Our patient did not undergo cholecystectomy after embolization due to the presence of multiple cardiopulmonary comorbidities. Hall et al[4] described a similar case involving an 88-year-old man with ruptured cholecystitis. The patient, whose pseudoaneurysm was initially misinterpreted as a calculus, developed melena and anemia after blood-stained biliary aspiration; his cystic artery was embolized with a mixture of cyanoacrylate and lipiodol, and he recovered well with the removal of his biliary drainage 1 wk later. A follow-up ultrasound revealed a regression of liver abscess and collapsed gallbladder with retained calculi. Our report highlights the importance of early recognition of this rare disease, as it can be associated with substantial bleeding and rapid deterioration, and that prompt, sequential non-surgical intervention can be successful in a patient who cannot withstand emergent operation.
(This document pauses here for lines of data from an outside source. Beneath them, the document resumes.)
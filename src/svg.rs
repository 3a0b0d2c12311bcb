//! SVG markup writer.
//!
//! Output is compact: no XML declaration, no indentation, no whitespace
//! between elements. Geometric attributes come first in their
//! conventional order, followed by the element's own attributes in name
//! order.

use crate::document::{Attributes, Document, Element};
use crate::number::format_number;

const SVG_NAMESPACE: &str = "http://www.w3.org/2000/svg";

/// Serializes a document as a standalone SVG string.
pub fn to_svg_string(document: &Document) -> String {
    let viewport = document.viewport();
    let width = format_number(viewport.width);
    let height = format_number(viewport.height);

    let mut svg = String::new();
    svg.push_str(&format!(
        "<svg xmlns=\"{}\" width=\"{}\" height=\"{}\" viewBox=\"{} {} {} {}\"",
        SVG_NAMESPACE,
        width,
        height,
        format_number(viewport.x),
        format_number(viewport.y),
        width,
        height
    ));

    if document.is_empty() {
        svg.push_str("/>");
        return svg;
    }

    svg.push('>');
    for child in document.children() {
        write_element(&mut svg, child);
    }
    svg.push_str("</svg>");
    svg
}

/// Serializes one element (and its children) as markup.
///
/// This is also the length measure used when choosing between encodings.
pub fn element_markup(element: &Element) -> String {
    let mut markup = String::new();
    write_element(&mut markup, element);
    markup
}

fn write_element(out: &mut String, element: &Element) {
    out.push('<');
    out.push_str(element.tag_name());

    match element {
        Element::Group(_) => {}
        Element::Polygon(polygon) => {
            let points = polygon
                .ring()
                .points()
                .iter()
                .map(|p| format!("{},{}", format_number(p.x), format_number(p.y)))
                .collect::<Vec<_>>()
                .join(" ");
            push_attribute(out, "points", &points);
        }
        Element::Rect(rect) => {
            let bounds = rect.bounds();
            push_attribute(out, "x", &format_number(bounds.x));
            push_attribute(out, "y", &format_number(bounds.y));
            push_attribute(out, "width", &format_number(bounds.width));
            push_attribute(out, "height", &format_number(bounds.height));
        }
        Element::Path(path) => push_attribute(out, "d", path.data()),
    }
    push_attributes(out, element.attributes());

    match element {
        Element::Group(group) if !group.children.is_empty() => {
            out.push('>');
            for child in &group.children {
                write_element(out, child);
            }
            out.push_str("</g>");
        }
        _ => out.push_str("/>"),
    }
}

fn push_attributes(out: &mut String, attributes: &Attributes) {
    for (name, value) in attributes {
        push_attribute(out, name, value);
    }
}

fn push_attribute(out: &mut String, name: &str, value: &str) {
    out.push(' ');
    out.push_str(name);
    out.push_str("=\"");
    out.push_str(&xml_escape(value));
    out.push('"');
}

fn xml_escape(raw: &str) -> String {
    raw.replace('&', "&amp;")
        .replace('<', "&lt;")
        .replace('>', "&gt;")
        .replace('"', "&quot;")
        .replace('\'', "&apos;")
}
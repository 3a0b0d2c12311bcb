//! Geometric primitives and the polygon-algebra kernel.
//!
//! # Coordinate space
//!
//! All geometry lives in pixel space: pixel `(x, y)` covers the unit square
//! from `(x, y)` to `(x + 1, y + 1)`, with y growing downwards as in the
//! source image. Winding is measured with the shoelace formula on these
//! raw coordinates, so a "counter-clockwise" ring has positive signed area.

mod bbox;
mod kernel;
mod ring;

pub use bbox::BoundingBox;
pub use kernel::{ClipperKernel, GeometryKernel};
pub use ring::{Point, Region, Ring, Winding};
use std::process::ExitCode;

fn main() -> ExitCode {
    env_logger::Builder::from_env(env_logger::Env::new().filter_or("KVADRAT_LOG_LEVEL", "warn"))
        .init();

    match kvadrat::run() {
        Ok(()) => ExitCode::SUCCESS,
        Err(e) => {
            eprintln!("Error: {}", e);
            ExitCode::FAILURE
        }
    }
}
//! Region building: turning a color's pixels into merged outlines.
//!
//! Every pixel becomes a unit square and the kernel unions them. A plain
//! union leaves pixels that meet only at a corner (diagonal staircases) as
//! separate pieces, so those pieces are coalesced by growing every square
//! by a tiny epsilon, unioning, and shrinking back.

use std::collections::BTreeSet;

use log::{debug, trace};

use crate::error::KvadratError;
use crate::geometry::{GeometryKernel, Region};
use crate::number::round_to;
use crate::raster::Coordinate;

/// Builds merged regions for one color.
pub struct RegionBuilder<'k, K: GeometryKernel + ?Sized> {
    kernel: &'k K,
    epsilon: f64,
}

impl<'k, K: GeometryKernel + ?Sized> RegionBuilder<'k, K> {
    /// Creates a builder that coalesces pieces closer than `epsilon`.
    pub fn new(kernel: &'k K, epsilon: f64) -> Self {
        Self { kernel, epsilon }
    }

    /// Decimal places that survive the epsilon round trip.
    ///
    /// An epsilon of `1e-6` leaves five trustworthy digits.
    pub fn snap_digits(&self) -> i32 {
        (-(self.epsilon.log10().round() as i32 + 1)).clamp(0, 12)
    }

    /// Converts a set of pixels into disjoint regions.
    ///
    /// Pixels connected through edges or single corners end up in the same
    /// region; zero-area results are dropped.
    ///
    /// # Errors
    /// Propagates kernel failures.
    pub fn build(&self, pixels: &BTreeSet<Coordinate>) -> Result<Vec<Region>, KvadratError> {
        if pixels.is_empty() {
            return Ok(Vec::new());
        }

        let squares: Vec<Region> = pixels.iter().map(|c| Region::unit_square(*c)).collect();
        let plain = self.kernel.union(&squares)?;
        trace!("plain union of {} squares: {} piece(s)", squares.len(), plain.len());

        let regions = if plain.len() > 1 {
            self.coalesce(&squares, plain)?
        } else {
            plain
        };

        Ok(regions
            .into_iter()
            .filter(|region| {
                let keep = region.area() > 0.0;
                if !keep {
                    debug!("dropping zero-area region at {:?}", region.bounds());
                }
                keep
            })
            .collect())
    }

    /// Merges pieces of a plain union that touch at corners.
    fn coalesce(&self, squares: &[Region], plain: Vec<Region>) -> Result<Vec<Region>, KvadratError> {
        let mut grown = Vec::with_capacity(squares.len());
        for square in squares {
            grown.extend(self.kernel.buffer(square, self.epsilon)?);
        }
        let merged = self.kernel.union(&grown)?;

        if merged.len() >= plain.len() {
            // growing connected nothing: the pieces are genuinely disjoint
            return Ok(plain);
        }
        debug!(
            "coalesced {} corner-touching piece(s) into {}",
            plain.len(),
            merged.len()
        );

        let digits = self.snap_digits();
        let mut regions = Vec::with_capacity(merged.len());
        for component in merged {
            // rounding the grown outline removes the epsilon just as well
            let piece = self.shrink_back(&component)?.unwrap_or(component);
            regions.push(piece.map_coords(|v| round_to(v, digits)));
        }
        Ok(regions)
    }

    /// Shrinks a grown component by the epsilon. Returns `None` unless the
    /// result is a single simple region.
    fn shrink_back(&self, component: &Region) -> Result<Option<Region>, KvadratError> {
        let mut shrunk = self.kernel.buffer(component, -self.epsilon)?;
        if shrunk.len() == 1 && self.kernel.is_simple(&shrunk[0]) {
            return Ok(shrunk.pop());
        }
        trace!(
            "shrink gave {} piece(s), snapping the grown outline",
            shrunk.len()
        );
        Ok(None)
    }
}
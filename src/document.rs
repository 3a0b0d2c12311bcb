//! The typed output tree.
//!
//! [`Element`] is a closed set of node kinds; every consumer (bounding-box
//! aggregation, markup writing, reporting) matches on it exhaustively.
//! Bounding boxes are never stored on nodes: leaves derive theirs from
//! their geometry and groups from their children, so a tree can never
//! hold a stale box.

use std::collections::BTreeMap;

use serde::Serialize;

use crate::error::KvadratError;
use crate::geometry::{BoundingBox, GeometryKernel, Region, Ring};
use crate::path::normalize_path;
use crate::raster::Color;
use crate::shape::is_rect;

/// Attribute name to pre-formatted value.
pub type Attributes = BTreeMap<String, String>;

/// A node of the output tree.
#[derive(Clone, Debug, PartialEq, Serialize)]
#[serde(tag = "kind", rename_all = "lowercase")]
pub enum Element {
    Group(Group),
    Polygon(Polygon),
    Rect(Rect),
    Path(Path),
}

/// Ordered children sharing one set of attributes.
#[derive(Clone, Debug, Default, PartialEq, Serialize)]
pub struct Group {
    pub children: Vec<Element>,
    pub attributes: Attributes,
}

/// A single closed ring.
#[derive(Clone, Debug, PartialEq, Serialize)]
pub struct Polygon {
    ring: Ring,
    pub attributes: Attributes,
}

/// An axis-aligned rectangle.
#[derive(Clone, Debug, PartialEq, Serialize)]
pub struct Rect {
    #[serde(flatten)]
    bounds: BoundingBox,
    pub attributes: Attributes,
}

/// A region with holes, drawn as one closed subpath per ring.
#[derive(Clone, Debug, PartialEq, Serialize)]
pub struct Path {
    region: Region,
    data: String,
    pub attributes: Attributes,
}

impl Group {
    /// Creates a group.
    pub fn new(children: Vec<Element>, attributes: Attributes) -> Self {
        Self {
            children,
            attributes,
        }
    }
}

impl Polygon {
    /// Creates a polygon from a region's outer ring.
    ///
    /// # Errors
    /// Returns [`KvadratError::Geometry`] if the region has holes or its
    /// ring cannot bound an area.
    pub fn from_region(region: &Region, attributes: Attributes) -> Result<Self, KvadratError> {
        if region.has_holes() {
            return Err(KvadratError::geometry(format!(
                "polygon cannot carry {} hole(s)",
                region.interiors().len()
            )));
        }
        let ring = region.exterior();
        if ring.is_degenerate() {
            return Err(KvadratError::geometry(format!(
                "polygon ring with {} vertices encloses no area",
                ring.len()
            )));
        }
        Ok(Self {
            ring: ring.clone(),
            attributes,
        })
    }

    /// Returns the polygon's ring.
    pub fn ring(&self) -> &Ring {
        &self.ring
    }
}

impl Rect {
    /// Creates a rectangle covering a rectangular region.
    ///
    /// # Errors
    /// Returns [`KvadratError::Geometry`] if the region is not an
    /// axis-aligned rectangle.
    pub fn from_region(region: &Region, attributes: Attributes) -> Result<Self, KvadratError> {
        if !is_rect(region) {
            return Err(KvadratError::geometry(format!(
                "region at {:?} is not an axis-aligned rectangle",
                region.bounds()
            )));
        }
        Ok(Self {
            bounds: region.bounds(),
            attributes,
        })
    }

    /// Returns the rectangle as a box.
    pub fn bounds(&self) -> BoundingBox {
        self.bounds
    }
}

impl Path {
    /// Creates a path drawing every ring of `region`.
    ///
    /// # Errors
    /// Returns [`KvadratError::Geometry`] for a degenerate outer ring and
    /// [`KvadratError::Format`] if the kernel's path data cannot be parsed.
    pub fn from_region<K: GeometryKernel + ?Sized>(
        region: &Region,
        kernel: &K,
        attributes: Attributes,
    ) -> Result<Self, KvadratError> {
        if region.exterior().is_degenerate() {
            return Err(KvadratError::geometry(format!(
                "path outline with {} vertices encloses no area",
                region.exterior().len()
            )));
        }
        let data = normalize_path(&kernel.path_data(region))?;
        Ok(Self {
            region: region.clone(),
            data,
            attributes,
        })
    }

    /// Returns the region drawn by this path.
    pub fn region(&self) -> &Region {
        &self.region
    }

    /// Returns the normalized path data.
    pub fn data(&self) -> &str {
        &self.data
    }
}

impl Element {
    /// Returns the element's extent.
    pub fn bbox(&self) -> BoundingBox {
        match self {
            Element::Group(group) => {
                BoundingBox::union_all(group.children.iter().map(Element::bbox))
            }
            Element::Polygon(polygon) => polygon.ring.bounds(),
            Element::Rect(rect) => rect.bounds,
            Element::Path(path) => path.region.bounds(),
        }
    }

    /// Returns the markup tag for this element.
    pub fn tag_name(&self) -> &'static str {
        match self {
            Element::Group(_) => "g",
            Element::Polygon(_) => "polygon",
            Element::Rect(_) => "rect",
            Element::Path(_) => "path",
        }
    }

    /// Returns the element's attributes.
    pub fn attributes(&self) -> &Attributes {
        match self {
            Element::Group(group) => &group.attributes,
            Element::Polygon(polygon) => &polygon.attributes,
            Element::Rect(rect) => &rect.attributes,
            Element::Path(path) => &path.attributes,
        }
    }

    /// Area covered by the element's shapes.
    pub fn area(&self) -> f64 {
        match self {
            Element::Group(group) => group.children.iter().map(Element::area).sum(),
            Element::Polygon(polygon) => polygon.ring.area(),
            Element::Rect(rect) => rect.bounds.area(),
            Element::Path(path) => path.region.area(),
        }
    }
}

/// The root of the output tree.
#[derive(Clone, Debug, PartialEq, Serialize)]
pub struct Document {
    children: Vec<Element>,
    viewport: BoundingBox,
}

impl Document {
    /// Creates a document whose viewport covers every child.
    pub fn new(children: Vec<Element>) -> Self {
        let viewport = BoundingBox::union_all(children.iter().map(Element::bbox));
        Self { children, viewport }
    }

    /// A document with no children and a zero-sized viewport.
    pub fn empty() -> Self {
        Self::new(Vec::new())
    }

    /// Returns the top-level elements in paint order.
    pub fn children(&self) -> &[Element] {
        &self.children
    }

    /// Returns the viewport.
    pub fn viewport(&self) -> BoundingBox {
        self.viewport
    }

    /// Returns true if the document has no elements.
    pub fn is_empty(&self) -> bool {
        self.children.is_empty()
    }
}

/// The element produced for one color, with the key it is ordered by.
#[derive(Clone, Debug, PartialEq)]
pub struct ColorLayer {
    pub color: Color,
    pub pixel_count: usize,
    pub element: Element,
}

/// Places per-color elements into a document.
#[derive(Clone, Copy, Debug, Default)]
pub struct DocumentAssembler;

impl DocumentAssembler {
    /// Orders layers by ascending pixel count (ties broken by color, so
    /// the result never depends on the order layers finished in) and
    /// builds the document. Later elements paint over earlier ones.
    pub fn assemble(&self, mut layers: Vec<ColorLayer>) -> Document {
        layers.sort_by(|a, b| {
            a.pixel_count
                .cmp(&b.pixel_count)
                .then_with(|| a.color.cmp(&b.color))
        });
        Document::new(layers.into_iter().map(|layer| layer.element).collect())
    }
}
Cystic artery pseudoaneurysm should be suspected in a patient presenting with signs of both cholecystitis and gastrointestinal bleeding. Diagnoses can be made with assistance from colored Doppler imaging and contrast-enhanced CT, but angiography is still the preferred method, particularly for an unstable patient, because it provides accurate imaging of the target lesion and increases the likelihood of immediate intervention. The appropriate treatment includes embolization in an acute setting with staged cholecystectomy; for patients who cannot tolerate surgery, excellent results can also be achieved from performing embolization followed by biliary drainage.